- ASSIGNMENT: In the entries that follow, how many lines include the string "errors"? The answer is the number only.

Stored items

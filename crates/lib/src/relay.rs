//! Conversation relay: turns one admitted message into one reply through the session.
//!
//! A single worker task owns the [`Session`] and drains a bounded FIFO queue, so exactly one
//! exchange is in flight against the provider and exchanges run in admission order. Callers get
//! the reply back through a oneshot and deliver it themselves.

use crate::channels::{ChannelHandle, InboundMessage, OutboundMessage, TypingGuard};
use crate::session::Session;
use std::sync::Arc;
use std::time::Duration;
use tokio::sync::{mpsc, oneshot};
use tokio::task::JoinHandle;

/// Reply sent in place of the model's answer when an exchange fails.
pub const APOLOGY: &str = "Sorry, something went wrong while processing your message.";

/// Owns the session and runs exchanges against it.
pub struct ConversationRelay {
    session: Session,
    channel: Arc<dyn ChannelHandle>,
    reply_timeout: Duration,
}

struct Job {
    message: InboundMessage,
    reply_tx: oneshot::Sender<OutboundMessage>,
}

/// Returned by [`RelayHandle::submit`] once the worker has stopped.
#[derive(Debug, thiserror::Error)]
#[error("relay worker has stopped")]
pub struct RelayClosed;

/// Sending side of the relay queue. The worker stops once every handle is dropped and the
/// queued exchanges have run.
#[derive(Clone)]
pub struct RelayHandle {
    tx: mpsc::Sender<Job>,
}

impl RelayHandle {
    /// Queue a message. Order of `submit` calls is the order of exchanges.
    pub async fn submit(
        &self,
        message: InboundMessage,
    ) -> Result<oneshot::Receiver<OutboundMessage>, RelayClosed> {
        let (reply_tx, reply_rx) = oneshot::channel();
        self.tx
            .send(Job { message, reply_tx })
            .await
            .map_err(|_| RelayClosed)?;
        Ok(reply_rx)
    }
}

impl ConversationRelay {
    pub fn new(session: Session, channel: Arc<dyn ChannelHandle>, reply_timeout: Duration) -> Self {
        Self {
            session,
            channel,
            reply_timeout,
        }
    }

    pub fn session(&self) -> &Session {
        &self.session
    }

    pub fn into_session(self) -> Session {
        self.session
    }

    /// Run one exchange. Never fails: provider errors and timeouts become the apology, and the
    /// session keeps its last consistent history.
    pub async fn handle(&mut self, message: &InboundMessage) -> OutboundMessage {
        let _typing = TypingGuard::start(self.channel.clone(), message.chat_id);
        log::info!(
            "session {}: sending request to {}...",
            self.session.label(),
            self.session.model()
        );
        match self.session.send_turn(&message.text, self.reply_timeout).await {
            Ok(reply) => {
                log::info!("session {}: response: {:?}", self.session.label(), reply);
                OutboundMessage {
                    chat_id: message.chat_id,
                    text: reply,
                }
            }
            Err(e) => {
                log::error!(
                    "session {}: exchange for chat {} failed: {}",
                    self.session.label(),
                    message.chat_id,
                    e
                );
                OutboundMessage {
                    chat_id: message.chat_id,
                    text: APOLOGY.to_string(),
                }
            }
        }
    }

    /// Move the relay into its worker task. The task yields the session when it stops.
    pub fn spawn(self, queue_capacity: usize) -> (RelayHandle, JoinHandle<Session>) {
        let (tx, rx) = mpsc::channel(queue_capacity.max(1));
        let worker = tokio::spawn(run_worker(self, rx));
        (RelayHandle { tx }, worker)
    }
}

async fn run_worker(mut relay: ConversationRelay, mut rx: mpsc::Receiver<Job>) -> Session {
    while let Some(job) = rx.recv().await {
        let reply = relay.handle(&job.message).await;
        if job.reply_tx.send(reply).is_err() {
            log::debug!("relay: reply for chat {} has no receiver", job.message.chat_id);
        }
    }
    log::debug!("relay: queue closed, worker stopping");
    relay.into_session()
}
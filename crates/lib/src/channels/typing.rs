//! Scoped typing indicator: refreshed in the background until the guard is dropped.

use crate::channels::handle::ChannelHandle;
use std::sync::Arc;
use std::time::Duration;
use tokio::task::JoinHandle;

/// Telegram clears the typing status after about five seconds.
const TYPING_REFRESH: Duration = Duration::from_secs(4);

/// Fire-and-forget typing hint. Failures are logged and never reach the caller.
pub struct TypingGuard {
    task: JoinHandle<()>,
}

impl TypingGuard {
    pub fn start(channel: Arc<dyn ChannelHandle>, chat_id: i64) -> Self {
        let task = tokio::spawn(async move {
            let mut ticker = tokio::time::interval(TYPING_REFRESH);
            loop {
                ticker.tick().await;
                if let Err(e) = channel.send_typing(chat_id).await {
                    log::debug!("{}: typing hint for chat {} failed: {}", channel.id(), chat_id, e);
                }
            }
        });
        Self { task }
    }
}

impl Drop for TypingGuard {
    fn drop(&mut self) {
        self.task.abort();
    }
}
use super::{ChunkUpload, DownloadTransport, FrameStream, StreamDownload, UploadTransport};
use crate::common::{Manifest, TransferConfig, TransferError};
use crate::credentials::{relay_url, LinkMode, TransferCredentials};
use crate::crypto::{hash::parse_hex_digest, Sha256Digest};
use async_trait::async_trait;
use bytes::Bytes;
use futures::TryStreamExt;
use reqwest::{multipart, Client, RequestBuilder, Response, Url};
use serde::{Deserialize, Serialize};
use std::sync::RwLock;
use tokio_util::io::StreamReader;

pub const LOCK_TOKEN_HEADER: &str = "X-Lock-Token";
pub const FILE_NAME_HEADER: &str = "X-File-Name";
pub const CONTENT_SHA256_HEADER: &str = "X-Content-Sha256";

/// Manifest payload plus lock token for authenticated chunk requests
#[derive(Deserialize)]
struct ManifestResponse {
    #[serde(flatten)]
    manifest: Manifest,
    #[serde(rename = "lockToken")]
    lock_token: Option<String>,
}

#[derive(Serialize)]
#[serde(rename_all = "camelCase")]
struct FinalizeRequest<'a> {
    relative_path: &'a str,
}

/// reqwest client for the relay's `/send/<token>` and `/receive/<token>` routes
pub struct HttpTransport {
    client: Client,
    origin: Url,
    mode: LinkMode,
    token: String,
    lock_token: RwLock<Option<String>>,
}

impl HttpTransport {
    pub fn new(
        origin: Url,
        mode: LinkMode,
        token: impl Into<String>,
        config: &TransferConfig,
    ) -> Result<Self, TransferError> {
        let mut builder = Client::builder();
        if let Some(timeout) = config.request_timeout() {
            // connect and idle-read bounds only: a stream body may run for as
            // long as it keeps moving, chunk attempts are bounded by RetryPolicy
            builder = builder.connect_timeout(timeout).read_timeout(timeout);
        }
        let client = builder.build()?;

        Ok(Self {
            client,
            origin,
            mode,
            token: token.into(),
            lock_token: RwLock::new(None),
        })
    }

    /// Only the fragment-free parts of the link reach the transport
    pub fn from_credentials(
        creds: &TransferCredentials,
        config: &TransferConfig,
    ) -> Result<Self, TransferError> {
        Self::new(creds.origin.clone(), creds.mode, creds.token.clone(), config)
    }

    fn url(&self, extra: &[&str]) -> Url {
        relay_url(&self.origin, self.mode, &self.token, extra)
    }

    fn authed(&self, request: RequestBuilder) -> RequestBuilder {
        let request = request.bearer_auth(&self.token);
        let lock_token = self
            .lock_token
            .read()
            .unwrap_or_else(|e| e.into_inner())
            .clone();
        match lock_token {
            Some(lock) => request.header(LOCK_TOKEN_HEADER, lock),
            None => request,
        }
    }

    async fn send(&self, request: RequestBuilder) -> Result<Response, TransferError> {
        let response = self.authed(request).send().await?;
        let status = response.status();
        if !status.is_success() {
            return Err(TransferError::HttpStatus {
                status: status.as_u16(),
            });
        }
        Ok(response)
    }
}

#[async_trait]
impl DownloadTransport for HttpTransport {
    async fn fetch_manifest(&self) -> Result<Manifest, TransferError> {
        let response = self.send(self.client.get(self.url(&["manifest"]))).await?;
        let body: ManifestResponse = response
            .json()
            .await
            .map_err(|e| TransferError::protocol(format!("malformed manifest: {e}")))?;

        if let Some(lock) = body.lock_token {
            *self.lock_token.write().unwrap_or_else(|e| e.into_inner()) = Some(lock);
        }
        Ok(body.manifest)
    }

    async fn fetch_chunk(&self, file_index: u32, chunk_index: u32) -> Result<Bytes, TransferError> {
        let (file, chunk) = (file_index.to_string(), chunk_index.to_string());
        let url = self.url(&[file.as_str(), "chunk", chunk.as_str()]);
        let response = self.send(self.client.get(url)).await?;
        Ok(response.bytes().await?)
    }

    async fn open_stream(&self) -> Result<StreamDownload, TransferError> {
        let response = self.send(self.client.get(self.url(&["data"]))).await?;
        let sha256 = match response.headers().get(CONTENT_SHA256_HEADER) {
            Some(value) => {
                let value = value.to_str().map_err(|_| {
                    TransferError::protocol(format!("{CONTENT_SHA256_HEADER} is not ASCII"))
                })?;
                Some(parse_hex_digest(value)?)
            }
            None => None,
        };
        let stream = response
            .bytes_stream()
            .map_err(|e| std::io::Error::new(std::io::ErrorKind::Other, e));
        Ok(StreamDownload {
            body: Box::new(StreamReader::new(Box::pin(stream))),
            sha256,
        })
    }

    async fn complete(&self) -> Result<(), TransferError> {
        self.send(self.client.post(self.url(&["complete"]))).await?;
        Ok(())
    }
}

#[async_trait]
impl UploadTransport for HttpTransport {
    async fn send_manifest(&self, manifest: &Manifest) -> Result<(), TransferError> {
        self.send(self.client.post(self.url(&["manifest"])).json(manifest))
            .await?;
        Ok(())
    }

    async fn upload_chunk(&self, chunk: ChunkUpload) -> Result<(), TransferError> {
        let len = chunk.data.len() as u64;
        let mut form = multipart::Form::new()
            .part(
                "chunk",
                multipart::Part::stream_with_length(reqwest::Body::from(chunk.data), len)
                    .file_name(chunk.file_name.clone()),
            )
            .text("relativePath", chunk.relative_path)
            .text("fileName", chunk.file_name)
            .text("chunkIndex", chunk.chunk_index.to_string())
            .text("totalChunks", chunk.total_chunks.to_string())
            .text("fileSize", chunk.file_size.to_string());
        if let Some(nonce) = chunk.nonce {
            form = form.text("nonce", nonce);
        }

        self.send(self.client.post(self.url(&["chunk"])).multipart(form))
            .await?;
        Ok(())
    }

    async fn upload_stream(
        &self,
        file_name: &str,
        sha256: &Sha256Digest,
        body: FrameStream,
    ) -> Result<(), TransferError> {
        let request = self
            .client
            .post(self.url(&["stream"]))
            .header(FILE_NAME_HEADER, file_name)
            .header(CONTENT_SHA256_HEADER, hex::encode(sha256))
            .header(reqwest::header::CONTENT_TYPE, "application/octet-stream")
            .body(reqwest::Body::wrap_stream(body));
        self.send(request).await?;
        Ok(())
    }

    async fn finalize_file(&self, relative_path: &str) -> Result<(), TransferError> {
        let request = self
            .client
            .post(self.url(&["finalize"]))
            .json(&FinalizeRequest { relative_path });
        self.send(request).await?;
        Ok(())
    }

    async fn complete(&self) -> Result<(), TransferError> {
        self.send(self.client.post(self.url(&["complete"]))).await?;
        Ok(())
    }
}
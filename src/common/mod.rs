pub mod config;
pub mod errors;
pub mod manifest;

pub use config::TransferConfig;
pub use errors::{ErrorKind, FileError, TransferError};
pub use manifest::{FileEntry, Manifest};
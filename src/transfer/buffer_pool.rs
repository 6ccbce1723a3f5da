//! Reusable seal buffers for the upload path.
//!
//! An upload worker reads plaintext into a buffer taken from the pool, seals it
//! in place (the tag grows it by `TAG_LEN`) and hands the ciphertext to the
//! transport as `Bytes`. Once the last clone of those `Bytes` is gone, including
//! the copy a retry keeps around, the allocation goes back on the free list.

use crate::crypto::TAG_LEN;
use bytes::Bytes;
use std::sync::{Arc, Mutex, MutexGuard};

pub struct BufferPool {
    free: Mutex<Vec<Vec<u8>>>,
    /// One full chunk plus its tag
    slot_len: usize,
}

impl BufferPool {
    /// One buffer per upload worker, each able to hold a sealed `chunk_size` chunk
    pub fn for_chunks(workers: usize, chunk_size: usize) -> Arc<Self> {
        let slot_len = chunk_size.saturating_add(TAG_LEN);
        let free = std::iter::repeat_with(|| Vec::with_capacity(slot_len))
            .take(workers)
            .collect();
        Arc::new(Self {
            free: Mutex::new(free),
            slot_len,
        })
    }

    pub fn slot_len(&self) -> usize {
        self.slot_len
    }

    /// Empty buffer with room for a sealed chunk. Allocates when every pooled
    /// buffer is still out with the transport.
    pub fn take(&self) -> Vec<u8> {
        self.free_list()
            .pop()
            .unwrap_or_else(|| Vec::with_capacity(self.slot_len))
    }

    /// Hand sealed `data` to the transport without copying
    pub fn wrap(self: &Arc<Self>, data: Vec<u8>) -> Bytes {
        Bytes::from_owner(Lease {
            data,
            home: Arc::clone(self),
        })
    }

    /// Buffers currently on the free list
    pub fn available(&self) -> usize {
        self.free_list().len()
    }

    fn free_list(&self) -> MutexGuard<'_, Vec<Vec<u8>>> {
        self.free.lock().unwrap_or_else(|e| e.into_inner())
    }

    fn reclaim(&self, mut buf: Vec<u8>) {
        // too small to seal a full chunk into
        if buf.capacity() < self.slot_len {
            return;
        }
        buf.clear();
        self.free_list().push(buf);
    }
}

/// Keeps a pooled buffer alive behind `Bytes` and returns it when dropped
struct Lease {
    data: Vec<u8>,
    home: Arc<BufferPool>,
}

impl AsRef<[u8]> for Lease {
    fn as_ref(&self) -> &[u8] {
        &self.data
    }
}

impl Drop for Lease {
    fn drop(&mut self) {
        self.home.reclaim(std::mem::take(&mut self.data));
    }
}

- EXPECTED ANSWER: 3